Se o hedonismo é menos fiável que o puro altruísmo ou o pluralismo da motivação, que vantagens relativas têm estes três mecanismos quando consideramos as questões evolutivas da disponibilidade e da eficiência? No que diz respeito à disponibilidade, quero afirmar o seguinte: se o hedonismo estava ancestralmente disponível como uma solução arquitectónica, também o altruísmo estava. A razão disto é que os dois mecanismos motivadores apenas diferem em pormenor. Ambos requerem uma psicologia baseada na crença/desejo e tanto o pai hedonista como o pai altruísta querem o melhor para os seus filhos; a única diferença é que no hedonista este conteúdo proposicional é um desejo instrumental enquanto que no altruísta é um desejo último. Se o altruísmo e o pluralismo não evoluíram, não foi por não estarem disponíveis como variantes sobre as quais a selecção pudesse actuar.

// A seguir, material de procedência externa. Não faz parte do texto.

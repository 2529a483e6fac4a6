//! Application configuration, loaded from the environment.
//!
//! Mirrors the teacher's `models::Config::from_env` convention: plain
//! `env::var(..).unwrap_or_else(..)` defaults, `dotenv` loaded first.

use std::env;

#[derive(Debug, Clone)]
pub struct Config {
    pub database_path: String,
    pub port: u16,
    pub node_env: NodeEnv,
    pub jwt_access_secret: String,
    pub jwt_refresh_secret: String,
    pub wallet_max_balance_paise: i64,
    pub ai_proof_confidence_threshold: u8,
    pub ai_auto_verify_threshold: u8,
    pub seed_admin: bool,
    pub seed_e2e: bool,
    pub seed_dev: bool,
    pub admin_seed_mobile: Option<String>,
    pub admin_seed_username: Option<String>,
    pub admin_seed_password: Option<String>,
    pub admin_seed_name: Option<String>,
    pub shutdown_drain_seconds: u64,
    pub availability_check_interval_seconds: u64,
}

#[derive(Debug, Clone, Copy, PartialEq, Eq)]
pub enum NodeEnv {
    Production,
    Development,
    Test,
}

impl NodeEnv {
    fn parse(s: &str) -> Self {
        match s {
            "production" => NodeEnv::Production,
            "test" => NodeEnv::Test,
            _ => NodeEnv::Development,
        }
    }

    pub fn is_production(self) -> bool {
        matches!(self, NodeEnv::Production)
    }
}

fn bool_flag(key: &str, default: bool) -> bool {
    env::var(key)
        .map(|v| matches!(v.as_str(), "1" | "true" | "TRUE" | "on" | "ON"))
        .unwrap_or(default)
}

impl Config {
    pub fn from_env() -> anyhow::Result<Self> {
        dotenv::dotenv().ok();

        let database_path =
            env::var("DATABASE_PATH").unwrap_or_else(|_| "./affiliate_core.db".to_string());

        let port = env::var("PORT")
            .ok()
            .and_then(|v| v.parse::<u16>().ok())
            .unwrap_or(3000);

        let node_env = NodeEnv::parse(&env::var("NODE_ENV").unwrap_or_default());

        let jwt_access_secret =
            env::var("JWT_ACCESS_SECRET").unwrap_or_else(|_| "dev-access-secret".to_string());
        let jwt_refresh_secret =
            env::var("JWT_REFRESH_SECRET").unwrap_or_else(|_| "dev-refresh-secret".to_string());

        let wallet_max_balance_paise = env::var("WALLET_MAX_BALANCE_PAISE")
            .ok()
            .and_then(|v| v.parse::<i64>().ok())
            .unwrap_or(100_00_000);

        let ai_proof_confidence_threshold = env::var("AI_PROOF_CONFIDENCE_THRESHOLD")
            .ok()
            .and_then(|v| v.parse::<u8>().ok())
            .unwrap_or(75);

        let ai_auto_verify_threshold = env::var("AI_AUTO_VERIFY_THRESHOLD")
            .ok()
            .and_then(|v| v.parse::<u8>().ok())
            .unwrap_or(90);

        let seed_admin = bool_flag("SEED_ADMIN", false);
        let seed_e2e = bool_flag("SEED_E2E", false);
        let seed_dev = bool_flag("SEED_DEV", false);

        if seed_dev && node_env.is_production() {
            anyhow::bail!("SEED_DEV is refused in production");
        }

        let shutdown_drain_seconds = env::var("SHUTDOWN_DRAIN_SECONDS")
            .ok()
            .and_then(|v| v.parse::<u64>().ok())
            .unwrap_or(30);

        let availability_check_interval_seconds = env::var("AVAILABILITY_CHECK_INTERVAL_SECONDS")
            .ok()
            .and_then(|v| v.parse::<u64>().ok())
            .unwrap_or(300);

        Ok(Self {
            database_path,
            port,
            node_env,
            jwt_access_secret,
            jwt_refresh_secret,
            wallet_max_balance_paise,
            ai_proof_confidence_threshold,
            ai_auto_verify_threshold,
            seed_admin,
            seed_e2e,
            seed_dev,
            admin_seed_mobile: env::var("ADMIN_SEED_MOBILE").ok(),
            admin_seed_username: env::var("ADMIN_SEED_USERNAME").ok(),
            admin_seed_password: env::var("ADMIN_SEED_PASSWORD").ok(),
            admin_seed_name: env::var("ADMIN_SEED_NAME").ok(),
            shutdown_drain_seconds,
            availability_check_interval_seconds,
        })
    }
}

O que dizer das questões de eficiência? Será que custará mais calorias construir e manter um organismo altruísta ou pluralista do que construir e manter um organismo hedonista? Não vejo porquê. O que requer energia é construir o equipamento que implementa uma psicologia baseada na crença/desejo. Contudo, é difícil perceber em que medida fará diferença, em termos energéticos, ter um desejo último em vez de dois; não é fácil perceber em que medida o desejo último de querer o melhor para um filho teria de requerer mais calorias do que ter o desejo último de evitar a dor e obter prazer. Aparentemente, as pessoas que têm maior número de crenças não precisam de se alimentar mais do que aquelas que têm menos. O mesmo parece aplicar-se à questão de saber quantos desejos últimos que alguém possui, ou quais.
Em suma, o hedonismo é um mecanismo menos fiável do que o puro altruísmo ou o pluralismo enquanto dispositivo para assegurar o cuidado parental. E, no que diz respeito à disponibilidade e à eficiência, não vislumbramos diferença entre estes três mecanismos da motivação. Isso sugere que é mais provável que a selecção natural nos tenha tornado pluralistas da motivação do que hedonistas.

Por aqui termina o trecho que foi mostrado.